| EXERCISE PROMPT |
The task calls for every line of the data to be repeated exactly.

| DATA SUPPLIED |
------------------------------------------------

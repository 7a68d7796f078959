use super::connection::ConnectionState;
use super::formatters::{friendly_size, friendly_speed};
use crate::session::rate_limit::RateLimit;
use crate::session::session_status::SessionStatus;

/// Everything the bar displays, derived from one session status and the DHT preference.
#[derive(Debug, Clone, PartialEq)]
pub struct BarSnapshot {
    pub connection: ConnectionState,
    /// `None` when DHT is disabled and the counter is hidden.
    pub dht_nodes: Option<u32>,
    pub download_text: String,
    pub upload_text: String,
}

impl BarSnapshot {
    pub fn compute(status: &SessionStatus, dht_enabled: bool) -> Self {
        Self {
            connection: ConnectionState::from_status(status),
            dht_nodes: if dht_enabled {
                Some(status.dht_nodes)
            } else {
                None
            },
            download_text: speed_label(
                status.download_rate,
                status.total_download,
                status.download_rate_limit,
            ),
            upload_text: speed_label(
                status.upload_rate,
                status.total_upload,
                status.upload_rate_limit,
            ),
        }
    }

    pub fn dht_text(&self) -> Option<String> {
        self.dht_nodes
            .map(|nodes| format!("DHT: {} nodes", nodes))
    }
}

/// `"{rate} ({total})"`, prefixed by `"[{limit}] "` when the direction is capped.
pub fn speed_label(rate: f64, total: u64, limit: RateLimit) -> String {
    let label = format!("{} ({})", friendly_speed(rate), friendly_size(total));
    match limit.bytes_per_second() {
        Some(bytes) => format!("[{}] {}", friendly_speed(bytes as f64), label),
        None => label,
    }
}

------------------------------------------------

| ANSWER TO THIS EXERCISE |
repository 7a68d7796f078959
use super::connection::ConnectionState;
use super::formatters::{friendly_size, friendly_speed};
use crate::session::rate_limit::RateLimit;
use crate::session::session_status::SessionStatus;

/// Everything the bar displays, derived from one session status and the DHT preference.
#[derive(Debug, Clone, PartialEq)]
pub struct BarSnapshot {
    pub connection: ConnectionState,
    /// `None` when DHT is disabled and the counter is hidden.
    pub dht_nodes: Option<u32>,
    pub download_text: String,
    pub upload_text: String,
}

impl BarSnapshot {
    pub fn compute(status: &SessionStatus, dht_enabled: bool) -> Self {
        Self {
            connection: ConnectionState::from_status(status),
            dht_nodes: if dht_enabled {
                Some(status.dht_nodes)
            } else {
                None
            },
            download_text: speed_label(
                status.download_rate,
                status.total_download,
                status.download_rate_limit,
            ),
            upload_text: speed_label(
                status.upload_rate,
                status.total_upload,
                status.upload_rate_limit,
            ),
        }
    }

    pub fn dht_text(&self) -> Option<String> {
        self.dht_nodes
            .map(|nodes| format!("DHT: {} nodes", nodes))
    }
}

/// `"{rate} ({total})"`, prefixed by `"[{limit}] "` when the direction is capped.
pub fn speed_label(rate: f64, total: u64, limit: RateLimit) -> String {
    let label = format!("{} ({})", friendly_speed(rate), friendly_size(total));
    match limit.bytes_per_second() {
        Some(bytes) => format!("[{}] {}", friendly_speed(bytes as f64), label),
        None => label,
    }
}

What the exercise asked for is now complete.